I am one of many recovering Catholics who walk the streets carrying guilty baggage yet soothed by my understanding of the heart of Jesus's message: Love your neighbor as yourself. Do unto others as you would have them do unto you. I restate: a fetus is not my neighbor. It is a potential human being that until the final trimester cannot live on its own. The mother is my neighbor.
I believe in equal protection for all citizens as stated in the Fourteenth amendment (1868), which essentially declared slavery unconstitutional. Many slave women were impregnated unwittingly by their owners. Presumably, according to law, when Black women were freed from ownership, and accorded equal protection, that included being free like all citizens to make personal decisions about their bodies.
I'm not a lawyer, just a fellow citizen trying to follow the laws and do the right thing. Our constitution applies to all citizens, whether they live in Alabama or Alaska, Texas or California. Whether they come from the White upper class elite or the poor Black ghettos.

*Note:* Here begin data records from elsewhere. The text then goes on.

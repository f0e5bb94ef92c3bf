//! Transport abstraction layer for obsremote.
//!
//! Provides the [`Transport`] and [`Connection`] traits that abstract over
//! how the client reaches the remote controller. The production
//! implementation dials a WebSocket; tests can substitute anything that
//! delivers ordered text frames.
//!
//! # Feature Flags
//!
//! - `websocket` (default) — WebSocket client via `tokio-tungstenite`

#![allow(async_fn_in_trait)]

mod error;
#[cfg(feature = "websocket")]
mod websocket;

pub use error::TransportError;
#[cfg(feature = "websocket")]
pub use websocket::{WebSocketConnection, WebSocketTransport};

use std::fmt;

/// Opaque identifier for a connection.
///
/// A session may reconnect many times over its life; the identifier lets
/// higher layers tell "the connection I am still driving" apart from a
/// connection that has already been replaced.
#[derive(Debug, Clone, Copy, PartialEq, Eq, Hash)]
pub struct ConnectionId(u64);

impl ConnectionId {
    /// Creates a new `ConnectionId` from a raw `u64`.
    pub fn new(id: u64) -> Self {
        Self(id)
    }

    /// Returns the underlying `u64` value.
    pub fn into_inner(self) -> u64 {
        self.0
    }
}

impl fmt::Display for ConnectionId {
    fn fmt(&self, f: &mut fmt::Formatter<'_>) -> fmt::Result {
        write!(f, "conn-{}", self.0)
    }
}

/// Dials outbound connections to the remote controller.
pub trait Transport: Send + Sync + 'static {
    /// The connection type produced by this transport.
    type Connection: Connection;
    /// The error type for transport operations.
    type Error: std::error::Error + Send + Sync;

    /// Opens a connection to `url`, offering `subprotocol` during the
    /// handshake.
    async fn connect(
        &self,
        url: &str,
        subprotocol: &str,
    ) -> Result<Self::Connection, Self::Error>;
}

/// A single connection that can send and receive text frames.
///
/// The wire protocol is line-of-JSON over message frames, so the
/// connection surface deals in `String`s rather than raw bytes.
pub trait Connection: Send + Sync + 'static {
    /// The error type for connection operations.
    type Error: std::error::Error + Send + Sync;

    /// Sends a text frame to the remote peer.
    async fn send(&self, text: &str) -> Result<(), Self::Error>;

    /// Receives the next text frame from the remote peer.
    ///
    /// Returns `Ok(None)` when the connection is cleanly closed.
    async fn recv(&self) -> Result<Option<String>, Self::Error>;

    /// Closes the connection.
    async fn close(&self) -> Result<(), Self::Error>;

    /// Returns the unique identifier for this connection.
    fn id(&self) -> ConnectionId;
}

#[cfg(test)]
mod tests {
    use super::*;

    #[test]
    fn test_connection_id_new_and_into_inner() {
        let id = ConnectionId::new(42);
        assert_eq!(id.into_inner(), 42);
    }

    #[test]
    fn test_connection_id_display() {
        let id = ConnectionId::new(7);
        assert_eq!(id.to_string(), "conn-7");
    }

    #[test]
    fn test_connection_id_equality() {
        let a = ConnectionId::new(1);
        let b = ConnectionId::new(1);
        let c = ConnectionId::new(2);
        assert_eq!(a, b);
        assert_ne!(a, c);
    }
}
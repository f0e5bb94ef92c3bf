//! The request correlator: identifiers and the pending-response table.
//!
//! Every outbound request gets a fresh message identifier and a slot
//! where its eventual response lands. Responses arrive on the read-loop
//! task while requests are issued from caller tasks, so the table sits
//! behind a lock; critical sections are short and never held across an
//! await point.

use std::collections::HashMap;
use std::fmt;
use std::sync::Mutex;

use obsremote_protocol::ResponseEnvelope;
use tokio::sync::oneshot;

/// A request's correlation token: an unsigned counter value, encoded as
/// a decimal string on the wire.
///
/// Identifiers start at 1, increase by one per request, and wrap to 0
/// after 4294967295. Uniqueness holds within one wrap window; a session
/// keeping over four billion requests outstanding could collide — an
/// accepted limitation, not a defect to patch silently.
#[derive(Debug, Clone, Copy, PartialEq, Eq, Hash)]
pub struct MessageId(u32);

impl MessageId {
    /// Creates a `MessageId` from a raw counter value.
    pub fn new(id: u32) -> Self {
        Self(id)
    }

    /// Returns the underlying counter value.
    pub fn into_inner(self) -> u32 {
        self.0
    }
}

/// Displays as the wire encoding: plain decimal.
impl fmt::Display for MessageId {
    fn fmt(&self, f: &mut fmt::Formatter<'_>) -> fmt::Result {
        write!(f, "{}", self.0)
    }
}

struct CorrelatorState {
    counter: u32,
    pending: HashMap<u32, oneshot::Sender<ResponseEnvelope>>,
}

/// Owns the identifier counter and the pending-response table for one
/// session.
///
/// ## Delivery guarantees
///
/// - A given identifier's slot is completed at most once, ever.
/// - Unknown or duplicate identifiers are a silent no-op (they occur
///   legitimately after a reset).
/// - [`reset`](Self::reset) drops every pending slot without delivering
///   a response; the awaiting side observes its channel closing instead.
pub struct RequestCorrelator {
    inner: Mutex<CorrelatorState>,
}

impl RequestCorrelator {
    /// Creates an empty correlator. The first allocated identifier is 1.
    pub fn new() -> Self {
        Self {
            inner: Mutex::new(CorrelatorState {
                counter: 0,
                pending: HashMap::new(),
            }),
        }
    }

    /// Allocates the next identifier and a receiver for its response.
    pub fn register(
        &self,
    ) -> (MessageId, oneshot::Receiver<ResponseEnvelope>) {
        let mut state = self.inner.lock().expect("correlator poisoned");
        state.counter = state.counter.wrapping_add(1);
        let id = state.counter;
        let (tx, rx) = oneshot::channel();
        state.pending.insert(id, tx);
        (MessageId(id), rx)
    }

    /// Delivers a response to its pending slot.
    ///
    /// Returns `false` when the identifier is unknown — garbled, already
    /// resolved, or discarded by a reset. Stale responses are expected
    /// traffic after a reconnect, so this is not an error path.
    pub fn resolve(&self, response: ResponseEnvelope) -> bool {
        let id: u32 = match response.message_id.parse() {
            Ok(id) => id,
            Err(_) => {
                tracing::trace!(
                    message_id = %response.message_id,
                    "response with non-numeric identifier"
                );
                return false;
            }
        };

        let sender = {
            let mut state =
                self.inner.lock().expect("correlator poisoned");
            state.pending.remove(&id)
        };
        match sender {
            // A dropped receiver means the caller gave up waiting;
            // delivery failure is theirs to ignore.
            Some(tx) => tx.send(response).is_ok(),
            None => false,
        }
    }

    /// Discards one pending slot without delivering a response.
    ///
    /// Used when the request never made it onto the wire (the send
    /// failed after registration), so no response can ever arrive.
    pub fn discard(&self, id: MessageId) {
        let mut state = self.inner.lock().expect("correlator poisoned");
        state.pending.remove(&id.into_inner());
    }

    /// Discards all pending slots and restarts the identifier sequence.
    ///
    /// Called when a connection goes away (the protocol's only
    /// cancellation mechanic) and when a new connection opens. Awaiting
    /// callers see their channel close; no response is delivered.
    pub fn reset(&self) {
        let mut state = self.inner.lock().expect("correlator poisoned");
        let dropped = state.pending.len();
        state.pending.clear();
        state.counter = 0;
        if dropped > 0 {
            tracing::debug!(dropped, "discarded pending requests");
        }
    }

    /// Number of requests currently awaiting a response.
    pub fn pending(&self) -> usize {
        self.inner.lock().expect("correlator poisoned").pending.len()
    }
}

impl Default for RequestCorrelator {
    fn default() -> Self {
        Self::new()
    }
}

// =========================================================================
// Tests
// =========================================================================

Our 16th President Abraham Lincoln said "a house divided against itself will not stand." If states within our nation want to outlaw abortion, a right of equality that has been protected since 1868, more specifically for the past 50 years under Roe v. Wade, we will eventually break apart. We will not be one nation.
All of the polls I have seen reveal that about 60% of people in the US disapprove of outlawing abortion, with less than 40% approval of outlawing abortion.
The new Supreme Court voted 6 to 3 to make the decision a state’s right. Three of those six votes were by Justices appointed by President Donald Trump, who never won a majority of the popular vote. Who was impeached and appointed Justice Amy Coney Barrett shortly before the Election in 2020 that he lost, no matter what he says. Two of the conservative justices on the recent decision were accused of sexual impropriety, Justices Clarence Thomas (by Anita Hill) and Brett Kavanaugh (by Christine Blasey Ford) during their questioning before the US Senate.
I wonder if either one was ever involved with an abortion to save his ass?
We fought a horrific Civil War, in which more than 630,000 men, brothers fighting brothers, were killed because of a states’ right argument.
Kavanaugh is obviously a child of white male privilege, who fooled Republican Senators Susan Collins (R- Maine) and Lisa Murkowski (R- Alaska) during questioning for SCOTUS. They understood that Kavanaugh would not rule against a Supreme Court precedent. They were alluding to Roe v Wade. He misled them.
I wonder if any of the three Trump appointees had been asked if they had ever been involved or knew a close friend or relative who had an abortion, how they would have answered? I think I know.
It's mainly poor, vulnerable women who are faced with abortion. The wealthy can ship an unwanted child off to a care home, or easily arrange an abortion and hide it. As though it never happened.
Just think if Justice Kavanaugh had copped to the truth that he attempted to rape Christine Blasey Ford which seems very likely. He probably would not have been named to the Supreme Court, but it would have been the right thing to do. He would have risen above the wimp factor.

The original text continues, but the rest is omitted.